╔══
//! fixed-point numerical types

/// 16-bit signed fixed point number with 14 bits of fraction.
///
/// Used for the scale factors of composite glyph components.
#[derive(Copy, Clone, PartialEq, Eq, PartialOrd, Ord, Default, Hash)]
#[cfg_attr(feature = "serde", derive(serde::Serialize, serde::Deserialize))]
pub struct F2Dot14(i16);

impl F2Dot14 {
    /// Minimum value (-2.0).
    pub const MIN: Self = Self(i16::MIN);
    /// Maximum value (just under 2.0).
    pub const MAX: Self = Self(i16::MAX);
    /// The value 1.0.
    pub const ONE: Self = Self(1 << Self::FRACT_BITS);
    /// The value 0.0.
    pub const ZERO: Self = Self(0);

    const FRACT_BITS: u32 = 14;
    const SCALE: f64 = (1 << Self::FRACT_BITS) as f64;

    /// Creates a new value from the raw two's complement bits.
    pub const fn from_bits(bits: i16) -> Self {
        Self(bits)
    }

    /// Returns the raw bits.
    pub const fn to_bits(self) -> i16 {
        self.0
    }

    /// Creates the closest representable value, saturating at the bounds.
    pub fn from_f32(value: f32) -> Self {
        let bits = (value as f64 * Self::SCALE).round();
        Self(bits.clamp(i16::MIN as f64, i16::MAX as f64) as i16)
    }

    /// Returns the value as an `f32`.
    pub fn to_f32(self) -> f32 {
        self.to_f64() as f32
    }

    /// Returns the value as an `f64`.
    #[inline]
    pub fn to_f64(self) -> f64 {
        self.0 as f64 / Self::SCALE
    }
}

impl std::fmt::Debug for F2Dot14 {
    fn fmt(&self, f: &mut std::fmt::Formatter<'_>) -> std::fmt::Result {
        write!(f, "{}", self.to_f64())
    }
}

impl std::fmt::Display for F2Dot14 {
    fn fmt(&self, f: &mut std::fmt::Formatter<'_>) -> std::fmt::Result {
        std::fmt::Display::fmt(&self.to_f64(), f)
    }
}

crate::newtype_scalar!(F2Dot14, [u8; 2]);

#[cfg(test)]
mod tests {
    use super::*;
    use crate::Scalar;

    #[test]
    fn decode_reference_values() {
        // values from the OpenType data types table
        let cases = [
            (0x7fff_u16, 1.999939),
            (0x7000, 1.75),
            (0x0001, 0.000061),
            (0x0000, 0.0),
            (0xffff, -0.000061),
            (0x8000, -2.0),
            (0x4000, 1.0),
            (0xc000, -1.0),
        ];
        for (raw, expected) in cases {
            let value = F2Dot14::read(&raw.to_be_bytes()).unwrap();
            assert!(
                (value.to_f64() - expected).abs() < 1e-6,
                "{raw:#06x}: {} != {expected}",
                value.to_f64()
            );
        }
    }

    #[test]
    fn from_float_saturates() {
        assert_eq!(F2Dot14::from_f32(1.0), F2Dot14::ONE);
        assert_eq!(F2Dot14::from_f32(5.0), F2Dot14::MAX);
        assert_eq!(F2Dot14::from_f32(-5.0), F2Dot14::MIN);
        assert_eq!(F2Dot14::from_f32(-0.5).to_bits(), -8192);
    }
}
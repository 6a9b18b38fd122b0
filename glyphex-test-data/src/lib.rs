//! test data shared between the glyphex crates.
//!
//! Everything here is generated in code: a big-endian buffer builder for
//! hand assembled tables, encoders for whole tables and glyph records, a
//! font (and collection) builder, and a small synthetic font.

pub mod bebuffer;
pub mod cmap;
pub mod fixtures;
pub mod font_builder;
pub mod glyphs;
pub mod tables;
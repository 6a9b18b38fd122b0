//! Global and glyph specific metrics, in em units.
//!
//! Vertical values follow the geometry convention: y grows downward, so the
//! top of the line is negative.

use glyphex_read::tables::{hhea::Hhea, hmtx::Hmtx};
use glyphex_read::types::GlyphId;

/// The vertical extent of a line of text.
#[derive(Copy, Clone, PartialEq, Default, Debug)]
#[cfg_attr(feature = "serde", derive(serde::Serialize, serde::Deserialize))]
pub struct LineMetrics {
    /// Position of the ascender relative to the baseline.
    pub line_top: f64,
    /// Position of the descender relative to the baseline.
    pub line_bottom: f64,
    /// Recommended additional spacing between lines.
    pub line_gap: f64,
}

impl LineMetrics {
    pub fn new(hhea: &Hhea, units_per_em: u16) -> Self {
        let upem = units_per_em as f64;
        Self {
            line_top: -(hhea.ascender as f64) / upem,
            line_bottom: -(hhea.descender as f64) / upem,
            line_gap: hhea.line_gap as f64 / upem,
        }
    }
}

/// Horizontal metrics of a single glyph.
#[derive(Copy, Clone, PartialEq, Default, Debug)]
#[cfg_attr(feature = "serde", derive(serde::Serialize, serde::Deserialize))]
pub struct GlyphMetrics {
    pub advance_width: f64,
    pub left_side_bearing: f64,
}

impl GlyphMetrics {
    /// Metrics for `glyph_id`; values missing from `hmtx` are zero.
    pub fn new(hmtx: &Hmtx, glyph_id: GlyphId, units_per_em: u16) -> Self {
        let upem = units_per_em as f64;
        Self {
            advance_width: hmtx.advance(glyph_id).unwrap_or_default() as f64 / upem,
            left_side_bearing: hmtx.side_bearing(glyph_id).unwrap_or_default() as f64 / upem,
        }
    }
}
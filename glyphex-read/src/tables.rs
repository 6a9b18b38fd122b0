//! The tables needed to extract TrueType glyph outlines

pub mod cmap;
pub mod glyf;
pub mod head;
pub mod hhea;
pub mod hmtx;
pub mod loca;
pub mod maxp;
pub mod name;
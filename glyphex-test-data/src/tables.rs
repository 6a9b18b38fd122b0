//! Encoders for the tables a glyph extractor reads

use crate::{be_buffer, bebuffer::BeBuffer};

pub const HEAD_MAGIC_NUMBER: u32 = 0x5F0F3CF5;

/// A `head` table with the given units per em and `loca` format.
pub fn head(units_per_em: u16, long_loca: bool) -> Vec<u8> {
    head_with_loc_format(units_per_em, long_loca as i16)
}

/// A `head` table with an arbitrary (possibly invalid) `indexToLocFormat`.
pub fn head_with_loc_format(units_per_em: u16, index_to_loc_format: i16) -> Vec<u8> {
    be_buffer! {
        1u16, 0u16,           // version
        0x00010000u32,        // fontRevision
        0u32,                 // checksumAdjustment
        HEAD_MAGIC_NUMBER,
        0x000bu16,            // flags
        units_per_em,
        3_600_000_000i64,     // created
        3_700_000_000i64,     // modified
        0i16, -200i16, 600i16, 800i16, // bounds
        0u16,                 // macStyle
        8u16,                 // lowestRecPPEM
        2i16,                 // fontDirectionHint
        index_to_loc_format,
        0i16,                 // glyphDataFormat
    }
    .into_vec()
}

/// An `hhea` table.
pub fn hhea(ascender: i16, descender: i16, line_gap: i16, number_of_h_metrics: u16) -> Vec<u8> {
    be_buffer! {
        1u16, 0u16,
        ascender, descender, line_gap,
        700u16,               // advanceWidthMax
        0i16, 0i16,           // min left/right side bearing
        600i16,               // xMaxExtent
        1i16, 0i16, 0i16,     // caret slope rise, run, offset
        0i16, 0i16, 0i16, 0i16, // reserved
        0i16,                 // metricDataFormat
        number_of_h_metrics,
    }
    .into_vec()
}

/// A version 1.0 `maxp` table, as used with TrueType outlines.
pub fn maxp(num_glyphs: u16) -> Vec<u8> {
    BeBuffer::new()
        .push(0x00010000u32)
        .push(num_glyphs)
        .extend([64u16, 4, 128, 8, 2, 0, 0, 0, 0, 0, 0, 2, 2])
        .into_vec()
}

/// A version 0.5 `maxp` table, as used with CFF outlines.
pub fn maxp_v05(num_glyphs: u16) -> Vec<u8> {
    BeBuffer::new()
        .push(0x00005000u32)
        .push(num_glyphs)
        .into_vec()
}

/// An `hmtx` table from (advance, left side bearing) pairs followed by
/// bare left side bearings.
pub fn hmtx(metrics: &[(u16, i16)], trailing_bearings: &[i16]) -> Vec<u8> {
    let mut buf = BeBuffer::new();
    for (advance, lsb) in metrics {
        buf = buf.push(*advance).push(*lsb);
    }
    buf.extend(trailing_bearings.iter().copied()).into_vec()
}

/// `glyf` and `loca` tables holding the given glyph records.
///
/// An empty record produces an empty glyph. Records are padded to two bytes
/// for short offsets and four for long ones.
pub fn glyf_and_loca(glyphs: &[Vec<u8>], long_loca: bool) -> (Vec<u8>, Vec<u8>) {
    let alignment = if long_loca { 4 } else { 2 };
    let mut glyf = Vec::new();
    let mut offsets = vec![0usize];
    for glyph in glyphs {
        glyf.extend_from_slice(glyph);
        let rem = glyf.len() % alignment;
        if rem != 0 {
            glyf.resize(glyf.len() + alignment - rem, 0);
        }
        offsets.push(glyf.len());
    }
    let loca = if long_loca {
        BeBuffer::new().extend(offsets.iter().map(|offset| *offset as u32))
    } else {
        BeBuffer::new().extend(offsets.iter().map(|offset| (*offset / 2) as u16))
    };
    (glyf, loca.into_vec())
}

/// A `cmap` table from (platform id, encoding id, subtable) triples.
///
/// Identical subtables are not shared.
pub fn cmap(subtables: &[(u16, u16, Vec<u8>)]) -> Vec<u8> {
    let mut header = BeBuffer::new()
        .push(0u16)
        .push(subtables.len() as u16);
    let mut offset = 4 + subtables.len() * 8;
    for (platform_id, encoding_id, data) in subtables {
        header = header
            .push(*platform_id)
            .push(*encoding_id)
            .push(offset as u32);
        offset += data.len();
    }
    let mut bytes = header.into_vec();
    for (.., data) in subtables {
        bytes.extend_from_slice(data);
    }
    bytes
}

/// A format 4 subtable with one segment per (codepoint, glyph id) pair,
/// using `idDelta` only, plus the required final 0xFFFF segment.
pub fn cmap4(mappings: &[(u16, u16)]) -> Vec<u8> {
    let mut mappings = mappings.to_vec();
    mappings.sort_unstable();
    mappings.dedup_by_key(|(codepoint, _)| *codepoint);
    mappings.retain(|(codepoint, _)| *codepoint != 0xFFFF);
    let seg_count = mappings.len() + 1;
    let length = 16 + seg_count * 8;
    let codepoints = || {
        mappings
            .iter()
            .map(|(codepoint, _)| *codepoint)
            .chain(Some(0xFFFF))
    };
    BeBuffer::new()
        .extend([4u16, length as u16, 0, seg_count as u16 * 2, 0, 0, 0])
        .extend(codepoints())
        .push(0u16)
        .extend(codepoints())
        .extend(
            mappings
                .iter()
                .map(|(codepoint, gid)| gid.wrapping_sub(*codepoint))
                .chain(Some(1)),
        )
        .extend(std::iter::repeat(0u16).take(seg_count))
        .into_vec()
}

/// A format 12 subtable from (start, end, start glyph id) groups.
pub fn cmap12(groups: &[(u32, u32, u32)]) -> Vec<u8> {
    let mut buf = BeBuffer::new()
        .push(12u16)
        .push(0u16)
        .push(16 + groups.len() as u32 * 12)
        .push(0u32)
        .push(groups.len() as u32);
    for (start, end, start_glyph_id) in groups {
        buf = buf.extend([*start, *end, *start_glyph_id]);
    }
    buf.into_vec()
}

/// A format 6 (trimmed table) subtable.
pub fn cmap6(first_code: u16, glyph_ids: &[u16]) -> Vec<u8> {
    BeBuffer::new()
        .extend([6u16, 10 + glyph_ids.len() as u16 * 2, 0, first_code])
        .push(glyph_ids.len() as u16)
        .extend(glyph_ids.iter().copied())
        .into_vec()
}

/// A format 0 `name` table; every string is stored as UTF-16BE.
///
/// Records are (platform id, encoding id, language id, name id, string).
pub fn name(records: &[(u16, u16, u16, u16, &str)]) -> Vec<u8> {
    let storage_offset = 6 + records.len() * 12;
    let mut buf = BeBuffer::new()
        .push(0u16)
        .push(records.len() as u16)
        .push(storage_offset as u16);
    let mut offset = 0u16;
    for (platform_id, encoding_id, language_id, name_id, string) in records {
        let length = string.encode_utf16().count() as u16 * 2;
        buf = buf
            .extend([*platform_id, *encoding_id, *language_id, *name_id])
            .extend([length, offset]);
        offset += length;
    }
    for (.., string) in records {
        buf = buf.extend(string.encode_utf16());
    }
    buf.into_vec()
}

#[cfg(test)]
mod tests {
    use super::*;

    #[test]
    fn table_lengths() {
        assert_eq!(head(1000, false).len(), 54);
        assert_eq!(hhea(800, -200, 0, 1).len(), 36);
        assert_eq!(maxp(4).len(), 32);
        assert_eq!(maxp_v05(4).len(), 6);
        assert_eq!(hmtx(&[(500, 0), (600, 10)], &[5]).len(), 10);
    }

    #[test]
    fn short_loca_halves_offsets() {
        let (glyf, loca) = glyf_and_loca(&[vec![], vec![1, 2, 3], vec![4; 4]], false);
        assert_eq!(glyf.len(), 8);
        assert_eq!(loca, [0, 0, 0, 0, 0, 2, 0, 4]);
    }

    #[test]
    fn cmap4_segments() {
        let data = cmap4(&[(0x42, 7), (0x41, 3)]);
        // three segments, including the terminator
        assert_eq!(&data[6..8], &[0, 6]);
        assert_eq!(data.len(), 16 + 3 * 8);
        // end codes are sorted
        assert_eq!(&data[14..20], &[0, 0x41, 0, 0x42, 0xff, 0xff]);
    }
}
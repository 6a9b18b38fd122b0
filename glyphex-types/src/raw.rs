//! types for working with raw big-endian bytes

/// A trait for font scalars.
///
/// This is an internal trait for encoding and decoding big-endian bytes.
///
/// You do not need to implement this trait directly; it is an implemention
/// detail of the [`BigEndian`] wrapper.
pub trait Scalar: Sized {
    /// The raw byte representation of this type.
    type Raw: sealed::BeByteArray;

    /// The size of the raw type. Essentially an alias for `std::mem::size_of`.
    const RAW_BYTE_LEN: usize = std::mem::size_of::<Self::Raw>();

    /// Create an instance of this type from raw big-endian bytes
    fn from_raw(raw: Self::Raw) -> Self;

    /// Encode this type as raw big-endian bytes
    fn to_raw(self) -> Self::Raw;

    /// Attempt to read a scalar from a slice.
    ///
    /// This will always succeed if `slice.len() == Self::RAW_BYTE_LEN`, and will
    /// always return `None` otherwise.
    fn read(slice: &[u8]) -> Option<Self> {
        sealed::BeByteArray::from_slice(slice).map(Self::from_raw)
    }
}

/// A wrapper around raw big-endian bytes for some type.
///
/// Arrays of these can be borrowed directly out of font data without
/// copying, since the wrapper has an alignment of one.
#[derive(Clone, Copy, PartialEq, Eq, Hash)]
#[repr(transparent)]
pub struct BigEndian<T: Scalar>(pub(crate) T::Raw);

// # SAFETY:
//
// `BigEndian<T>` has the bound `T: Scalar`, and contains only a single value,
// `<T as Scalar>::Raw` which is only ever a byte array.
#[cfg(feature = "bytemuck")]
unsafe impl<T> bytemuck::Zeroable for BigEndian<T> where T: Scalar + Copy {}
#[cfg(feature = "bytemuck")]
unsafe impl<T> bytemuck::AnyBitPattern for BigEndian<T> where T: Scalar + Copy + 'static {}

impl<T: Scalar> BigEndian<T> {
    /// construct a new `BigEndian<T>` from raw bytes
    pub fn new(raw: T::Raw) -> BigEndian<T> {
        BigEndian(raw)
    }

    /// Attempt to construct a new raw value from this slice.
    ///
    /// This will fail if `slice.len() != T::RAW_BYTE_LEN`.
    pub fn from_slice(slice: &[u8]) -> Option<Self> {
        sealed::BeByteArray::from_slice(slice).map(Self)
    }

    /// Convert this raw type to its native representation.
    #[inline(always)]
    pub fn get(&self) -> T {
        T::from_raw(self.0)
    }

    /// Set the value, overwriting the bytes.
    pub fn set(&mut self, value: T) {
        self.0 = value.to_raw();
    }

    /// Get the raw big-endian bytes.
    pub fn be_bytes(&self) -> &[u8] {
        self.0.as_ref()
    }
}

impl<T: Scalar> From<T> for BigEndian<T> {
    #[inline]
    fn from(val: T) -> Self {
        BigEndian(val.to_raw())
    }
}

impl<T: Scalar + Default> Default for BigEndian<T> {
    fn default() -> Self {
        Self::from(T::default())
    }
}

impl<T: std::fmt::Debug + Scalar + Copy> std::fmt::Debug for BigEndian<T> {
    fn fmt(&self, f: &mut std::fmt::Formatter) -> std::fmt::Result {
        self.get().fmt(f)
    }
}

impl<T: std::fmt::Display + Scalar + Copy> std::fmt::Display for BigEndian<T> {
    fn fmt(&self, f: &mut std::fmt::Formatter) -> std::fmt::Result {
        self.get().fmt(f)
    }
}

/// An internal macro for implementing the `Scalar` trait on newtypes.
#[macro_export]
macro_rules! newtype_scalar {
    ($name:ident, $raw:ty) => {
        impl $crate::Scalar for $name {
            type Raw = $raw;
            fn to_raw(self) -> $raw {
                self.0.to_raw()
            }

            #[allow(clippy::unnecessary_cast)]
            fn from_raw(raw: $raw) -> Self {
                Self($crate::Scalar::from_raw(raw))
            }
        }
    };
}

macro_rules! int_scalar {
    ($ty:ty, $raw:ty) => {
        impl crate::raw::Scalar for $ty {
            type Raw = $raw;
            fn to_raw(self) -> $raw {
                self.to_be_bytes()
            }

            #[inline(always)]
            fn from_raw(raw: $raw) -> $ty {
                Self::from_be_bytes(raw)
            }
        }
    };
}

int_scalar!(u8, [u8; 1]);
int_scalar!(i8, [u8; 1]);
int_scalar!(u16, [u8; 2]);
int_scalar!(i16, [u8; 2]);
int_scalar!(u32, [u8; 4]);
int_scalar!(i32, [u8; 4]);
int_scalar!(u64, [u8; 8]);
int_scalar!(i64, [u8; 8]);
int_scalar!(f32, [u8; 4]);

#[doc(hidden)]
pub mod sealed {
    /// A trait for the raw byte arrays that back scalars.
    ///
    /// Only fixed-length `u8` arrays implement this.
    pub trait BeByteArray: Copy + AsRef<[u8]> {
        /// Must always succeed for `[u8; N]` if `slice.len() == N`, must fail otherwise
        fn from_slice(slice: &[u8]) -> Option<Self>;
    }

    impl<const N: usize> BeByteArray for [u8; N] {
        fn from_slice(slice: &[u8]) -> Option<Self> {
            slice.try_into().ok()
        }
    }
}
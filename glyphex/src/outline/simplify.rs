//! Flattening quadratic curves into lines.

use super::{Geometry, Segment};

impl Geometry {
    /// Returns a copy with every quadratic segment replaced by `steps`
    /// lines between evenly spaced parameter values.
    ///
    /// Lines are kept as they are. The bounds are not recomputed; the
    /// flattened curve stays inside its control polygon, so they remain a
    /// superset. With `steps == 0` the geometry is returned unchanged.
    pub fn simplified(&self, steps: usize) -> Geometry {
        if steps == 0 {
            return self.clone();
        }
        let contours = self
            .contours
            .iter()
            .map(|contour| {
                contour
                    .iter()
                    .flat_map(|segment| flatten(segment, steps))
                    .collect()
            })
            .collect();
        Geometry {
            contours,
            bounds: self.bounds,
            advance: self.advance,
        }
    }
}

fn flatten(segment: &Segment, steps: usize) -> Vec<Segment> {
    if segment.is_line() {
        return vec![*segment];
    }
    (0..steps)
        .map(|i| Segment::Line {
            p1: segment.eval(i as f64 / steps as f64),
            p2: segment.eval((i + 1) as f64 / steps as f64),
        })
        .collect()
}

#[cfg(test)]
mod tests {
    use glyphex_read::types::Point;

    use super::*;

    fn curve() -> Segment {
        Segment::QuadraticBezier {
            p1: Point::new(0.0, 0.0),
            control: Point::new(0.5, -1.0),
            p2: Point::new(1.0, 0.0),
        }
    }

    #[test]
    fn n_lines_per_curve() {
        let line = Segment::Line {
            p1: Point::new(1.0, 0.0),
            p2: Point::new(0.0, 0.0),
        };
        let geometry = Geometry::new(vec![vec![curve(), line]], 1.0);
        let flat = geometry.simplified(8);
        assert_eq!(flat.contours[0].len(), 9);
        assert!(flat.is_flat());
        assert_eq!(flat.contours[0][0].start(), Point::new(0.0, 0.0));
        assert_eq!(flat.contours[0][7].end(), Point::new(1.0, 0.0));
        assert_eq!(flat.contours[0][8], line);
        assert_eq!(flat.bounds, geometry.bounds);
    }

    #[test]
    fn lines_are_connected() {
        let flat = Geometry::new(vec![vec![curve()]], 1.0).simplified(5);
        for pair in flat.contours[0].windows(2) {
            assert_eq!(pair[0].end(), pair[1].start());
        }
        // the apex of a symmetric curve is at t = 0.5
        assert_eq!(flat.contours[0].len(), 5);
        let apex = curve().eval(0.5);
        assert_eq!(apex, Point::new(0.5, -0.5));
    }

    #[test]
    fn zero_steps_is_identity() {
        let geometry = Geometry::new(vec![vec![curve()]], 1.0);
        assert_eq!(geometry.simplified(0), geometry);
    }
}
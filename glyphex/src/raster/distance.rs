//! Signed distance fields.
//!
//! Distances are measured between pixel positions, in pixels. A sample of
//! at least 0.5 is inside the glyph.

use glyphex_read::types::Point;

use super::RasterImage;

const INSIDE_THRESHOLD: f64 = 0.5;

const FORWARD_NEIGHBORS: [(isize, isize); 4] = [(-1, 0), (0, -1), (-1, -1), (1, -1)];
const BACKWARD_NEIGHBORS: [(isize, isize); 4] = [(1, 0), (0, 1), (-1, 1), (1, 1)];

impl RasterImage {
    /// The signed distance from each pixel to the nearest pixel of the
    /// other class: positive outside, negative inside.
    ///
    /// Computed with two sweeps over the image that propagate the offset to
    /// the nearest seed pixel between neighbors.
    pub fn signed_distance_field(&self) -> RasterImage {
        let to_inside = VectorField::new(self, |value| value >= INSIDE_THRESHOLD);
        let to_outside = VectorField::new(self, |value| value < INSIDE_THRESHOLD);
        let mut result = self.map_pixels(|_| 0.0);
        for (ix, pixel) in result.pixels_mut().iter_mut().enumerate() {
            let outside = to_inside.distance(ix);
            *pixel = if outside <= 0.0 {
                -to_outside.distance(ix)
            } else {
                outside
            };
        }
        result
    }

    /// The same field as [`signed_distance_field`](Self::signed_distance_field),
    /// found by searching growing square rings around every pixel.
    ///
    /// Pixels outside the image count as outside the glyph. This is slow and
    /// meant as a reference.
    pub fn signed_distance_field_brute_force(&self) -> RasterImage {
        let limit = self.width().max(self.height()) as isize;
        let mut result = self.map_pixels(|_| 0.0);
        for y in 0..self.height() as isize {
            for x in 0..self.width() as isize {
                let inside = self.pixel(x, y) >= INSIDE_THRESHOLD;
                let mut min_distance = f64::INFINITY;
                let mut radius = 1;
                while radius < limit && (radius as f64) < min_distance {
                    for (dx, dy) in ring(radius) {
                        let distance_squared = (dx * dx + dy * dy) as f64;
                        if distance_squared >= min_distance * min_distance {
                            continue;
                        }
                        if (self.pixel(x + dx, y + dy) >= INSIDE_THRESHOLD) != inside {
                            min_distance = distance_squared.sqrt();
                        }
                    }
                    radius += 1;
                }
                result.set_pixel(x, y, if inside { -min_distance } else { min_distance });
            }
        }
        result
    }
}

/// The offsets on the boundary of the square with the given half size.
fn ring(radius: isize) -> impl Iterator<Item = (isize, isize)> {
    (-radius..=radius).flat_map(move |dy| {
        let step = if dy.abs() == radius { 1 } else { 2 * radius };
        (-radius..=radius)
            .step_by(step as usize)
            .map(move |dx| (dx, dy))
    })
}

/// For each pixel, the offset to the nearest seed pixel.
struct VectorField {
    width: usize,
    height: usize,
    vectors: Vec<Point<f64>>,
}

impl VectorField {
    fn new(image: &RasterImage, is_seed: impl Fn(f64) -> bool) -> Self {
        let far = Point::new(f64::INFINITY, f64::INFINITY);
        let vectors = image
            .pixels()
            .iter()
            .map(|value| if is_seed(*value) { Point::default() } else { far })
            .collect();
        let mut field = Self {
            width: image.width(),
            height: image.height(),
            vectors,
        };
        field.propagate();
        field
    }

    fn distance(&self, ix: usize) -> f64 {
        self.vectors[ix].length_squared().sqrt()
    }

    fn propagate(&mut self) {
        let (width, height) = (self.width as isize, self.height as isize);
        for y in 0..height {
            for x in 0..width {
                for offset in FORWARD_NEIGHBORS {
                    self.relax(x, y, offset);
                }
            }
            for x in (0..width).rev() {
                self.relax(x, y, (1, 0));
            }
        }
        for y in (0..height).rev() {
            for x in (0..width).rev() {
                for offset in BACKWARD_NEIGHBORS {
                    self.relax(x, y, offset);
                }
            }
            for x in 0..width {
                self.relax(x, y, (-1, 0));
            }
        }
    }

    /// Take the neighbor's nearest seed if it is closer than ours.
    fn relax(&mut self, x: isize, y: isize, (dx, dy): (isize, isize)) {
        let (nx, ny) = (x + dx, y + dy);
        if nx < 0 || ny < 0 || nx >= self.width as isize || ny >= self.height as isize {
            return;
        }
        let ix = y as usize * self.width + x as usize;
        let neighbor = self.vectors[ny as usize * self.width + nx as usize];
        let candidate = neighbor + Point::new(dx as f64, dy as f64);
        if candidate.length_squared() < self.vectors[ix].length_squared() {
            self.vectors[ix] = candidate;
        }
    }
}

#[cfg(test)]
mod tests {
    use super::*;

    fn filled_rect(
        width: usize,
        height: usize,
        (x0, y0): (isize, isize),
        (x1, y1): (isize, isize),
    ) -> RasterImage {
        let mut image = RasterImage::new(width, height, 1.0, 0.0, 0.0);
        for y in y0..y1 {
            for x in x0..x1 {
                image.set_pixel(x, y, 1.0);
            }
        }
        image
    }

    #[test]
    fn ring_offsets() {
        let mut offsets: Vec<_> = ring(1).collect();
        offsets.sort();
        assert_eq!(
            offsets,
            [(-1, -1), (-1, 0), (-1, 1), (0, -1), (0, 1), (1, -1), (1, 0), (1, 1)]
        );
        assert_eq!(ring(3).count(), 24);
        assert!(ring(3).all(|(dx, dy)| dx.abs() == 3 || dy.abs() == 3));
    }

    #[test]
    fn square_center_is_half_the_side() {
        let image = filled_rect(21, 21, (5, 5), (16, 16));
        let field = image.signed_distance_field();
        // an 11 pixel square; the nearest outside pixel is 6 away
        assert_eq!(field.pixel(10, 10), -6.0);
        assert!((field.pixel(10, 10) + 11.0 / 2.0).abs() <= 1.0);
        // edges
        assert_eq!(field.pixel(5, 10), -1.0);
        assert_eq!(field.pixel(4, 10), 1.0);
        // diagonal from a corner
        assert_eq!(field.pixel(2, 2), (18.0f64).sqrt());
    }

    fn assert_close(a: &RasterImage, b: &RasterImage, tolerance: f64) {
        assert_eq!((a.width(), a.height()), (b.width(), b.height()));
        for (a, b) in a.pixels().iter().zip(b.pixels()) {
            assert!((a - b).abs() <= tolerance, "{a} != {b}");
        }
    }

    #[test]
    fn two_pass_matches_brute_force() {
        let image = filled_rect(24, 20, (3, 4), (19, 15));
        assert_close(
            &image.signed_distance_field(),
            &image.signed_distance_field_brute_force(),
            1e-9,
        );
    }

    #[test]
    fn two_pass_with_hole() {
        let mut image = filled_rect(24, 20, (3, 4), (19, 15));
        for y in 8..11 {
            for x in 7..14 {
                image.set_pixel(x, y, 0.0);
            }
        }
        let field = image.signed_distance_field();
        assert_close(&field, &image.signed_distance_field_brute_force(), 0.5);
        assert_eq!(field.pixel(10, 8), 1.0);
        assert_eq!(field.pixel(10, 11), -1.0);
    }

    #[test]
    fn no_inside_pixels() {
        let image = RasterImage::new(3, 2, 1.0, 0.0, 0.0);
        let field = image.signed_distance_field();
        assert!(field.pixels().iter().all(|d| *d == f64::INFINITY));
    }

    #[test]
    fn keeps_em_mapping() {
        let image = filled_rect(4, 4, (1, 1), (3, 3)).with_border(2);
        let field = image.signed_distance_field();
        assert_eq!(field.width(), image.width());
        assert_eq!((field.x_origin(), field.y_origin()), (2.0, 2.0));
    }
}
╚══
_Task_
Every line in the data that holds the string "GlyphId" should be copied.

_Answer to this task_
use glyphex_read::types::GlyphId;
    pub fn new(hmtx: &Hmtx, glyph_id: GlyphId, units_per_em: u16) -> Self {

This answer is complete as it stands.